### THE PROBLEM
After locating the line with "(kind, len) =>" in the data that follows, return it and every later line exactly, up to and including the line with "self.raw[16..24].fill(0);".

### AVAILABLE DATA
impl Sector {
    /// Create an empty sector of the given type; parts are synthesized on
    /// access
    pub fn new(address: i32, sector_type: SectorType) -> Self {
        Self {
            address,
            sector_type,
            raw: Box::new([0u8; RAW_SECTOR_SIZE]),
            subchannel_pw: [0u8; 96],
            present: Present::empty(),
            q_context: None,
        }
    }

    pub fn address(&self) -> i32 {
        self.address
    }

    pub fn sector_type(&self) -> SectorType {
        self.sector_type
    }

    /// Attach the track context used for Q subchannel synthesis
    pub fn set_q_context(&mut self, ctx: QContext) {
        self.q_context = Some(ctx);
    }

    // ------------------------------------------------------------------
    // Feeding
    // ------------------------------------------------------------------

    /// Build a sector from host-supplied bytes. `main` is interpreted
    /// according to `sector_type` and its length; `subchannel` according to
    /// `sub_format`. Fields flagged in `ignore` are regenerated rather than
    /// taken from the input.
    pub fn feed_data(
        address: i32,
        sector_type: SectorType,
        main: &[u8],
        sub_format: SubchannelFormat,
        subchannel: &[u8],
        ignore: IgnoreFields,
    ) -> Result<Self, ImageError> {
        let mut sector = Self::new(address, sector_type);
        sector.feed_main(sector_type, main)?;

        if sub_format != SubchannelFormat::None {
            if subchannel.len() < sub_format.len() {
                return Err(ImageError::InvalidSectorData(format!(
                    "subchannel buffer too short: {} < {}",
                    subchannel.len(),
                    sub_format.len()
                )));
            }
            match sub_format {
                SubchannelFormat::Q => {
                    let mut q = [0u8; 12];
                    q.copy_from_slice(&subchannel[..12]);
                    sector.subchannel_pw = interleave_q(&q);
                }
                SubchannelFormat::Rw | SubchannelFormat::Pw => {
                    sector.subchannel_pw.copy_from_slice(&subchannel[..96]);
                }
                SubchannelFormat::None => unreachable!(),
            }
            sector.present |= Present::SUBCHANNEL;
        }

        if ignore.contains(IgnoreFields::SYNC) {
            sector.present.remove(Present::SYNC);
        }
        if ignore.contains(IgnoreFields::HEADER) {
            sector.present.remove(Present::HEADER);
        }
        if ignore.contains(IgnoreFields::EDC_ECC) {
            sector.present.remove(Present::EDC_ECC);
        }

        Ok(sector)
    }

    fn feed_main(&mut self, sector_type: SectorType, main: &[u8]) -> Result<(), ImageError> {
        use SectorType::*;

        match (sector_type, main.len()) {
            (Audio, 2352) => {
                self.raw.copy_from_slice(main);
                self.present |= Present::DATA;
            }
            (Raw, 2352) => {
                self.raw.copy_from_slice(main);
                self.sector_type = detect_raw_type(&self.raw);
                self.present |=
                    Present::SYNC | Present::HEADER | Present::SUBHEADER | Present::DATA | Present::EDC_ECC;
            }
            (RawScrambled, 2352) => {
                self.raw.copy_from_slice(main);
                let mut unscrambled = *self.raw;
                ecc::scramble(&mut unscrambled);
                if unscrambled[..12] == SYNC_PATTERN {
                    *self.raw = unscrambled;
                    self.sector_type = detect_raw_type(&self.raw);
                } else {
                    // Audio frames are never scrambled
                    self.sector_type = Audio;
                }
                self.present |=
                    Present::SYNC | Present::HEADER | Present::SUBHEADER | Present::DATA | Present::EDC_ECC;
            }
            (Mode0, 2336) => {
                self.raw[16..2352].copy_from_slice(main);
                self.present |= Present::DATA;
            }
            (Mode1, 2048) => {
                self.raw[16..2064].copy_from_slice(main);
                self.present |= Present::DATA;
            }
            (Mode1, 2352) => {
                self.raw.copy_from_slice(main);
                self.present |= Present::SYNC | Present::HEADER | Present::DATA | Present::EDC_ECC;
            }
            (Mode2, 2336) => {
                self.raw[16..2352].copy_from_slice(main);
                self.present |= Present::DATA;
            }
            (Mode2, 2352) => {
                self.raw.copy_from_slice(main);
                self.present |= Present::SYNC | Present::HEADER | Present::DATA | Present::EDC_ECC;
            }
            (Mode2Form1, 2048) => {
                self.raw[24..2072].copy_from_slice(main);
                self.present |= Present::DATA;
            }
            (Mode2Form1, 2056) => {
                self.raw[16..2072].copy_from_slice(main);
                self.present |= Present::SUBHEADER | Present::DATA;
            }
            (Mode2Form1, 2352) => {
                self.raw.copy_from_slice(main);
                self.present |= Present::SYNC
                    | Present::HEADER
                    | Present::SUBHEADER
                    | Present::DATA
                    | Present::EDC_ECC;
            }
            (Mode2Form2, 2324) => {
                self.raw[24..2348].copy_from_slice(main);
                self.present |= Present::DATA;
            }
            (Mode2Form2, 2332) => {
                self.raw[16..2348].copy_from_slice(main);
                self.present |= Present::SUBHEADER | Present::DATA;
            }
            (Mode2Form2, 2352) => {
                self.raw.copy_from_slice(main);
                self.present |= Present::SYNC
                    | Present::HEADER
                    | Present::SUBHEADER
                    | Present::DATA
                    | Present::EDC_ECC;
            }
            (Mode2Mixed, 2332) => {
                self.raw[16..2348].copy_from_slice(main);
                self.present |= Present::SUBHEADER | Present::DATA;
            }
            (Mode2Mixed, 2336) => {
                self.raw[16..2352].copy_from_slice(main);
                self.present |= Present::SUBHEADER | Present::DATA | Present::EDC_ECC;
            }
            (Mode2Mixed, 2352) => {
                self.raw.copy_from_slice(main);
                self.present |= Present::SYNC
                    | Present::HEADER
                    | Present::SUBHEADER
                    | Present::DATA
                    | Present::EDC_ECC;
            }
            (kind, len) => {
                return Err(ImageError::InvalidSectorData(format!(
                    "main data length {len} does not fit sector type {kind:?}"
                )));
            }
        }

        Ok(())
    }

    // ------------------------------------------------------------------
    // Part synthesis
    // ------------------------------------------------------------------

    fn ensure_sync(&mut self) {
        if self.present.contains(Present::SYNC) || self.sector_type == SectorType::Audio {
            return;
        }
        self.raw[..12].copy_from_slice(&SYNC_PATTERN);
        self.present |= Present::SYNC;
    }

    fn ensure_header(&mut self) {
        if self.present.contains(Present::HEADER) || self.sector_type == SectorType::Audio {
            return;
        }
        let (m, s, f) = msf::lba_to_msf(self.address, true);
        self.raw[12] = hex_to_bcd(m);
        self.raw[13] = hex_to_bcd(s);
        self.raw[14] = hex_to_bcd(f);
        self.raw[15] = match self.sector_type {
            SectorType::Mode0 => 0,
            SectorType::Mode1 => 1,
            _ => 2,
        };
        self.present |= Present::HEADER;
    }

    fn ensure_subheader(&mut self) {
        if self.present.contains(Present::SUBHEADER) || !self.has_subheader() {
            return;
        }
        self.raw[16..24].fill(0);
        if self.sector_type == SectorType::Mode2Form2 {
            // Submode form bit, mirrored in the copy
            self.raw[18] = 0x20;
            self.raw[22] = 0x20;
        }
        self.present |= Present::SUBHEADER;
    }

    fn ensure_edc_ecc(&mut self) {
        if self.present.contains(Present::EDC_ECC) {
            return;
        }
        self.ensure_sync();
        self.ensure_header();
        self.ensure_subheader();

        match self.sector_type {
            SectorType::Mode1 => {
                let edc = ecc::edc_compute(&self.raw[..2064]);
                self.raw[2064..2068].copy_from_slice(&edc.to_le_bytes());
                self.raw[2068..2076].fill(0);
                ecc::ecc_generate(&mut self.raw, false);
            }
            SectorType::Mode2Form1 => {
                let edc = ecc::edc_compute(&self.raw[16..2072]);
                self.raw[2072..2076].copy_from_slice(&edc.to_le_bytes());
                ecc::ecc_generate(&mut self.raw, true);
            }
            SectorType::Mode2Form2 => {
                let edc = ecc::edc_compute(&self.raw[16..2348]);
                self.raw[2348..2352].copy_from_slice(&edc.to_le_bytes());
            }
            _ => {}
        }
        self.present |= Present::EDC_ECC;
    }

    fn has_subheader(&self) -> bool {
        matches!(
            self.sector_type,
            SectorType::Mode2Form1 | SectorType::Mode2Form2 | SectorType::Mode2Mixed
        )
    }

    // ------------------------------------------------------------------
    // Part accessors
    // ------------------------------------------------------------------

    /// 12-byte sync pattern; empty for audio sectors
    pub fn sync(&mut self) -> &[u8] {
        if self.sector_type == SectorType::Audio {
            return &[];
        }
        self.ensure_sync();
        &self.raw[..12]
    }

    /// 4-byte header; empty for audio sectors
    pub fn header(&mut self) -> &[u8] {
        if self.sector_type == SectorType::Audio {
            return &[];
        }
        self.ensure_header();
        &self.raw[12..16]
    }

    /// Install a subheader. A 4-byte value is mirrored into both copies of
    /// the 8-byte field.
    pub fn set_subheader(&mut self, data: &[u8]) {
        if !self.has_subheader() {
            return;
        }
        let len = data.len().min(8);
        self.raw[16..16 + len].copy_from_slice(&data[..len]);
        if len == 4 {
            self.raw[20..24].copy_from_slice(&data[..4]);
        }
        self.present |= Present::SUBHEADER;
    }

    /// 8-byte XA subheader; empty when the sector type carries none
    pub fn subheader(&mut self) -> &[u8] {
        if !self.has_subheader() {
            return &[];
        }
        self.ensure_subheader();
        &self.raw[16..24]
    }

    /// User data span for this sector type
    pub fn data(&mut self) -> &[u8] {
        match self.sector_type {
            SectorType::Audio | SectorType::Raw | SectorType::RawScrambled => &self.raw[..],
            SectorType::Mode0 | SectorType::Mode2 => &self.raw[16..2352],
            SectorType::Mode1 => &self.raw[16..2064],
            SectorType::Mode2Form1 => &self.raw[24..2072],
            SectorType::Mode2Form2 | SectorType::Mode2Mixed => &self.raw[24..2348],
        }
    }

    /// EDC/ECC span; empty for types without layered error correction
    pub fn edc_ecc(&mut self) -> &[u8] {
        match self.sector_type {
            SectorType::Mode1 => {
                self.ensure_edc_ecc();
                &self.raw[2064..2352]
            }
            SectorType::Mode2Form1 => {
                self.ensure_edc_ecc();
                &self.raw[2072..2352]
            }
            SectorType::Mode2Form2 => {
                self.ensure_edc_ecc();
                &self.raw[2348..2352]
            }
            _ => &[],
        }
    }

    /// Full raw 2352-byte frame with all parts synthesized
    pub fn raw_frame(&mut self) -> &[u8; RAW_SECTOR_SIZE] {
        self.ensure_edc_ecc();
        &self.raw
    }

    /// Subchannel in the requested layout
    pub fn subchannel(&mut self, format: SubchannelFormat) -> Vec<u8> {
        match format {
            SubchannelFormat::None => Vec::new(),
            SubchannelFormat::Q => {
                let q = if self.present.contains(Present::SUBCHANNEL) {
                    deinterleave_q(&self.subchannel_pw)
                } else {
                    self.generate_q()
                };
                let mut out = vec![0u8; 16];
                out[..12].copy_from_slice(&q);
                out
            }
            SubchannelFormat::Pw | SubchannelFormat::Rw => {
                if !self.present.contains(Present::SUBCHANNEL) {
                    let q = self.generate_q();
                    self.subchannel_pw = interleave_q(&q);
                    self.present |= Present::SUBCHANNEL;
                }
                self.subchannel_pw.to_vec()
            }
        }
    }

    fn generate_q(&self) -> [u8; 12] {
        let ctx = self.q_context.unwrap_or_default();
        let mut q = [0u8; 12];

        q[0] = (ctx.ctl << 4) | 0x01;
        q[1] = hex_to_bcd(ctx.tno);
        q[2] = hex_to_bcd(ctx.index);

        let (m, s, f) = msf::lba_to_msf(ctx.track_rel, false);
        q[3] = hex_to_bcd(m);
        q[4] = hex_to_bcd(s);
        q[5] = hex_to_bcd(f);

        let (m, s, f) = msf::lba_to_msf(self.address, true);
        q[7] = hex_to_bcd(m);
        q[8] = hex_to_bcd(s);
        q[9] = hex_to_bcd(f);

        let crc = msf::q_crc(&q[..10]);
        q[10..12].copy_from_slice(&crc.to_be_bytes());
        q
    }

    /// Verify the layered error correction of Mode 1 / Mode 2 Form 1
    /// sectors. Types without LEC always verify.
    pub fn verify_lec(&mut self) -> bool {
        match self.sector_type {
            SectorType::Mode1 => {
                if !self.present.contains(Present::EDC_ECC) {
                    return true;
                }
                self.ensure_header();
                let stored = u32::from_le_bytes(self.raw[2064..2068].try_into().unwrap());
                ecc::edc_compute(&self.raw[..2064]) == stored
            }
            SectorType::Mode2Form1 => {
                if !self.present.contains(Present::EDC_ECC) {
                    return true;
                }
                let stored = u32::from_le_bytes(self.raw[2072..2076].try_into().unwrap());
                ecc::edc_compute(&self.raw[16..2072]) == stored
            }
            _ => true,
        }
    }
}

### FINISHED TASK
            (kind, len) => {
                return Err(ImageError::InvalidSectorData(format!(
                    "main data length {len} does not fit sector type {kind:?}"
                )));
            }
        }

        Ok(())
    }

    // ------------------------------------------------------------------
    // Part synthesis
    // ------------------------------------------------------------------

    fn ensure_sync(&mut self) {
        if self.present.contains(Present::SYNC) || self.sector_type == SectorType::Audio {
            return;
        }
        self.raw[..12].copy_from_slice(&SYNC_PATTERN);
        self.present |= Present::SYNC;
    }

    fn ensure_header(&mut self) {
        if self.present.contains(Present::HEADER) || self.sector_type == SectorType::Audio {
            return;
        }
        let (m, s, f) = msf::lba_to_msf(self.address, true);
        self.raw[12] = hex_to_bcd(m);
        self.raw[13] = hex_to_bcd(s);
        self.raw[14] = hex_to_bcd(f);
        self.raw[15] = match self.sector_type {
            SectorType::Mode0 => 0,
            SectorType::Mode1 => 1,
            _ => 2,
        };
        self.present |= Present::HEADER;
    }

    fn ensure_subheader(&mut self) {
        if self.present.contains(Present::SUBHEADER) || !self.has_subheader() {
            return;
        }
        self.raw[16..24].fill(0);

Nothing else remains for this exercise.